US marriage rates may be dipping because of a shortage of financially stable men, study suggests
LOS ANGELES - Marriage rates in the United States have been steadily declining since 1960, when the share of adults who were married peaked at 72 percent, with the most dramatic decrease beginning in the 1990s, according to census data that was analyzed by Pew Research Center in September of 2017. A new study published in the Journal of Marriage and Family suggests that it may be due to a shortage of economically attractive partners.
"Most American women hope to marry but current shortages of marriageable men — men with a stable job and a good income — make this increasingly difficult, especially in the current gig economy of unstable low-paying service jobs," said lead author Daniel T. Lichter, Ph.D., of Cornell University. "Marriage is still based on love, but it also is fundamentally an economic transaction. Many young men today have little to bring to the marriage bargain, especially as young women's educational levels on average now exceed their male suitors."

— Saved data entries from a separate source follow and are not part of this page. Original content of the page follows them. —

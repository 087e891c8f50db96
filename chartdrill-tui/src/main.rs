//! ChartDrill TUI: random candlestick segments for chart-pattern practice.
//!
//! Layout:
//! 1. Chart: candles of the current segment with annotations and cursor
//! 2. Controls: symbol, lookback window, bar count, tool, cursor readout
//! 3. Status bar: key hints and the latest message

mod annotation;
mod app;
mod input;
mod theme;
mod ui;
mod worker;

use std::fs::{self, OpenOptions};
use std::io::{self, stdout};
use std::path::PathBuf;
use std::sync::{mpsc, Mutex};
use std::time::Duration;

use anyhow::{Context, Result};
use crossterm::event::{self, Event};
use crossterm::execute;
use crossterm::terminal::{
    EnterAlternateScreen, LeaveAlternateScreen, disable_raw_mode, enable_raw_mode,
};
use ratatui::Terminal;
use ratatui::backend::CrosstermBackend;
use tracing::info;
use tracing_subscriber::EnvFilter;

use chartdrill_core::config::ChartDrillConfig;

use crate::app::AppState;
use crate::worker::WorkerCommand;

fn main() -> Result<()> {
    let config_path = std::env::var_os("CHARTDRILL_CONFIG")
        .map(PathBuf::from)
        .unwrap_or_else(ChartDrillConfig::default_path);
    let config = ChartDrillConfig::load(&config_path)
        .with_context(|| format!("loading config {}", config_path.display()))?;

    let log_path = init_logging()?;
    info!(config = %config_path.display(), log = %log_path.display(), "chartdrill tui starting");

    // Install a panic hook that restores the terminal before printing the panic.
    let default_hook = std::panic::take_hook();
    std::panic::set_hook(Box::new(move |info| {
        let _ = disable_raw_mode();
        let _ = execute!(io::stderr(), LeaveAlternateScreen);
        default_hook(info);
    }));

    // Worker channels
    let (cmd_tx, cmd_rx) = mpsc::channel();
    let (resp_tx, resp_rx) = mpsc::channel();
    let worker_handle = worker::spawn_worker(config.clone(), cmd_rx, resp_tx)
        .context("spawning worker thread")?;

    let mut app = AppState::new(config, cmd_tx.clone(), resp_rx);
    app.request_choices();

    // Setup terminal
    enable_raw_mode()?;
    let mut stdout = stdout();
    execute!(stdout, EnterAlternateScreen)?;
    let backend = CrosstermBackend::new(stdout);
    let mut terminal = Terminal::new(backend)?;
    terminal.clear()?;

    let result = run_app(&mut terminal, &mut app);

    // Shutdown worker. A fetch in progress finishes first.
    let _ = cmd_tx.send(WorkerCommand::Shutdown);
    let _ = worker_handle.join();

    // Restore terminal
    disable_raw_mode()?;
    execute!(terminal.backend_mut(), LeaveAlternateScreen)?;
    terminal.show_cursor()?;

    result
}

/// Log to `{data_dir}/chartdrill/chartdrill.log`; the terminal belongs to the UI.
fn init_logging() -> Result<PathBuf> {
    let dir = dirs::data_dir()
        .unwrap_or_else(|| PathBuf::from("."))
        .join("chartdrill");
    fs::create_dir_all(&dir).with_context(|| format!("creating {}", dir.display()))?;
    let path = dir.join("chartdrill.log");
    let file = OpenOptions::new()
        .create(true)
        .append(true)
        .open(&path)
        .with_context(|| format!("opening {}", path.display()))?;

    tracing_subscriber::fmt()
        .with_env_filter(
            EnvFilter::try_from_default_env().unwrap_or_else(|_| EnvFilter::new("info")),
        )
        .with_writer(Mutex::new(file))
        .with_ansi(false)
        .with_thread_names(true)
        .init();
    Ok(path)
}

fn run_app(
    terminal: &mut Terminal<CrosstermBackend<io::Stdout>>,
    app: &mut AppState,
) -> Result<()> {
    loop {
        // 1. Render
        terminal.draw(|f| ui::draw(f, app))?;

        // 2. Drain worker responses (non-blocking)
        while let Ok(resp) = app.worker_rx.try_recv() {
            app.handle_worker_response(resp);
        }

        // 3. Poll for input events (50ms timeout for ~20 FPS tick)
        if event::poll(Duration::from_millis(50))? {
            if let Event::Key(key) = event::read()? {
                input::handle_key(app, key);
            }
        }

        // 4. Check quit
        if !app.running {
            break;
        }
    }
    Ok(())
}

Researchers identified and analyzed recent marriages from two sets of cumulative five-year files from the American Community Survey, one set from 2008-2012 and the second from 2013-2017.
They then used the data to provide estimates of the sociodemographic characteristics of unmarried women’s potential spouses who resemble the husbands of comparable married women. In other words, the potential husbands were predicted to reflect the characteristics of the husbands of demographically similar women (i.e. race, education level, income, etc.).
Estimates were then compared with the actual number and distribution of unmarried men at the national, state and local levels to determine if there were imbalances in the marriage market.
Researchers found that women’s potential — and hypothetical — husbands would have an average income that is 58 percent higher than the actual unmarried men currently available to unmarried women. The hypothetical potential husbands were also estimated to be 30 percent more likely to be employed and 19 percent more likely to have a college degree.
In other words, what real unmarried men have to offer doesn’t match up to what unmarried women want.
Unmarried women with either low or high socioeconomic status, as well as racial and ethnic minorities, especially black women, were found to face the most significant shortage of potential marriage partners, the study suggests.
Marriage rates are more closely linked to socioeconomic status than ever before, according to Pew Research Center’s analysis of Census Bureau data which shows that the education gap in marital status has been widening.
“In 2015, among adults ages 25 and older, 65% with a four-year college degree were married, compared with 55% of those with some college education and 50% among those with no education beyond high school. Twenty-five years earlier, the marriage rate was above 60% for each of these groups,” the analysis found.
The analysis also found that not being financially stable is a major reason given by 41 percent of never-married adults who would like to get married in the future as to why they have not already done so.
Never-married adults with family incomes below $75,000 are much more likely to cite a lack of financial security as a major reason they are not married. Forty-seven percent of never-married adults with an income below $30,000 and 40 percent of those with incomes in the range of $30,000 to $74,999 say financial insecurity keeps them from getting married, while only 21 percent of never-married adults who make more than $75,000 cite financial reasons for not being married.